#### [TASK INSTRUCTIONS]
Copy all lines containing the string "warn" from the records below.

● ● ● ● ● ● ●

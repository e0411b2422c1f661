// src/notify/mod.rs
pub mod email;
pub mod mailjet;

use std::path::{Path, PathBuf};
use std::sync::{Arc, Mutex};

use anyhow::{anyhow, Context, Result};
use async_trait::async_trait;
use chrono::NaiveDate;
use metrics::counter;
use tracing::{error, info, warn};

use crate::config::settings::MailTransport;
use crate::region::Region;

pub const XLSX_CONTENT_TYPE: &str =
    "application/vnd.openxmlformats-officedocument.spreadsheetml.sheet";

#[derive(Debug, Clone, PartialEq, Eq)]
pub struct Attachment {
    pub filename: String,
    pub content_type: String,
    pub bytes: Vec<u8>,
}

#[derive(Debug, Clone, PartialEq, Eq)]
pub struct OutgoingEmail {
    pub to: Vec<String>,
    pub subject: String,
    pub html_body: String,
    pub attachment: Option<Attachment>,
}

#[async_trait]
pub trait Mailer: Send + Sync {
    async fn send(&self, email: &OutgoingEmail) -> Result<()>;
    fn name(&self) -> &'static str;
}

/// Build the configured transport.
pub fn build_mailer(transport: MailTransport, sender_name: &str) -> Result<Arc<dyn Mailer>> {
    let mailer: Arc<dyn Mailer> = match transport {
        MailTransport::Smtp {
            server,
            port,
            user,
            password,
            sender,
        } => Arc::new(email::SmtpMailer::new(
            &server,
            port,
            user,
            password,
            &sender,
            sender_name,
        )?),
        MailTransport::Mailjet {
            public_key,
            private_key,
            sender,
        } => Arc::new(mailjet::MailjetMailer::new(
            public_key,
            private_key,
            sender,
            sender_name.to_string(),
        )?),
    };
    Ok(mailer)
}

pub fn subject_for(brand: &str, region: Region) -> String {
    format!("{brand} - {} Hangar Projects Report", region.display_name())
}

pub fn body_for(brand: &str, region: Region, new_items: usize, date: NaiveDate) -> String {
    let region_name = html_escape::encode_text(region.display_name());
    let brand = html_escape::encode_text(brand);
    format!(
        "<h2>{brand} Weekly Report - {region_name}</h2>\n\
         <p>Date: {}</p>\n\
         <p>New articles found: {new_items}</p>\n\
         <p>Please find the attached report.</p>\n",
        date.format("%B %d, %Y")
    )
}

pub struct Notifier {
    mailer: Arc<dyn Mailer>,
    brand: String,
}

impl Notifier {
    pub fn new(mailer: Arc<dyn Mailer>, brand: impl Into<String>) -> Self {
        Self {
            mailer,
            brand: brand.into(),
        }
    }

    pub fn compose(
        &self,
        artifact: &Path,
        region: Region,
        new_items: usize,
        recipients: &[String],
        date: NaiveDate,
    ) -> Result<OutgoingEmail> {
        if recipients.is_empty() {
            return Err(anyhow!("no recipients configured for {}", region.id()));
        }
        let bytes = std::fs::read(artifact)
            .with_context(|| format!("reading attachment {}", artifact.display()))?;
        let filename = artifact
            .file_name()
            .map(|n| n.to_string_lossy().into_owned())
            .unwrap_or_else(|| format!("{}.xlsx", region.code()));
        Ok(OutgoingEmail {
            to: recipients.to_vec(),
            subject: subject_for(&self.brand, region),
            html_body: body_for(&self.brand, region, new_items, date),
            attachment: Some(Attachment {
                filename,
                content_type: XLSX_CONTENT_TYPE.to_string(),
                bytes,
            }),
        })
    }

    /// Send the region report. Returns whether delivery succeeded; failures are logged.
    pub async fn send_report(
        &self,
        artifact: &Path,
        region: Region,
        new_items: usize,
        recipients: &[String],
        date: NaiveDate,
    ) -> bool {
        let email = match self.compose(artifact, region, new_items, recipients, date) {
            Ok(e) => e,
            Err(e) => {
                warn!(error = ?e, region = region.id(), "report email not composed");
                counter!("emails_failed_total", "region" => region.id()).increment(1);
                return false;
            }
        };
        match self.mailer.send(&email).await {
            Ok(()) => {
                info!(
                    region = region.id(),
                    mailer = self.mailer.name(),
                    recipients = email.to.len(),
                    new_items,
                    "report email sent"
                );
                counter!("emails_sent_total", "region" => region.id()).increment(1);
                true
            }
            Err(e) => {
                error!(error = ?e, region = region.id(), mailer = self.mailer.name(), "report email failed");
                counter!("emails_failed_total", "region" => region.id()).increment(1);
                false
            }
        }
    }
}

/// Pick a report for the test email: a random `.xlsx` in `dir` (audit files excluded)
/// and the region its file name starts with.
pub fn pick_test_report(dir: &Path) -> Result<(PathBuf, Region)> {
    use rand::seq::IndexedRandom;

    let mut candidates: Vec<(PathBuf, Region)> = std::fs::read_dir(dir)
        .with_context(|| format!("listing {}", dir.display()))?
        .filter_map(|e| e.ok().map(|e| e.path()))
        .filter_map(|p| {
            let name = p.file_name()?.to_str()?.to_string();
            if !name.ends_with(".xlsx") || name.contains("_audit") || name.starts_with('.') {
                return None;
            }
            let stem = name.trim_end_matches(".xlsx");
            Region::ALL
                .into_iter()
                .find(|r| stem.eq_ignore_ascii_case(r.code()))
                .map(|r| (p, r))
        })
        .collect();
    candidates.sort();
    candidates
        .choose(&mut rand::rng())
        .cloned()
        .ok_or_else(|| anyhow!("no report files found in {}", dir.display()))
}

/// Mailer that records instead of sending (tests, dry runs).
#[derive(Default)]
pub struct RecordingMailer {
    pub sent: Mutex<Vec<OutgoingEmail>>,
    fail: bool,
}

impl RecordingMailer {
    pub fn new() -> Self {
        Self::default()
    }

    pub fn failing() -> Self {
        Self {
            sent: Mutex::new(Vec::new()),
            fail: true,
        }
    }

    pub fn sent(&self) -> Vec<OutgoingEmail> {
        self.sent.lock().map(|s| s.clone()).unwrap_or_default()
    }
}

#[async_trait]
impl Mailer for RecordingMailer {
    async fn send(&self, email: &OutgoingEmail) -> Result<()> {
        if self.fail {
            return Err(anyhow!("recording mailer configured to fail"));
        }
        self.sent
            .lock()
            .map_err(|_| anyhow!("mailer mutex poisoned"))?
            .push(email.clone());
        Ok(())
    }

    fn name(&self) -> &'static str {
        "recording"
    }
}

● ● ● ● ● ● ●

#### [FINISHED EXERCISE]
use tracing::{error, info, warn};
                warn!(error = ?e, region = region.id(), "report email not composed");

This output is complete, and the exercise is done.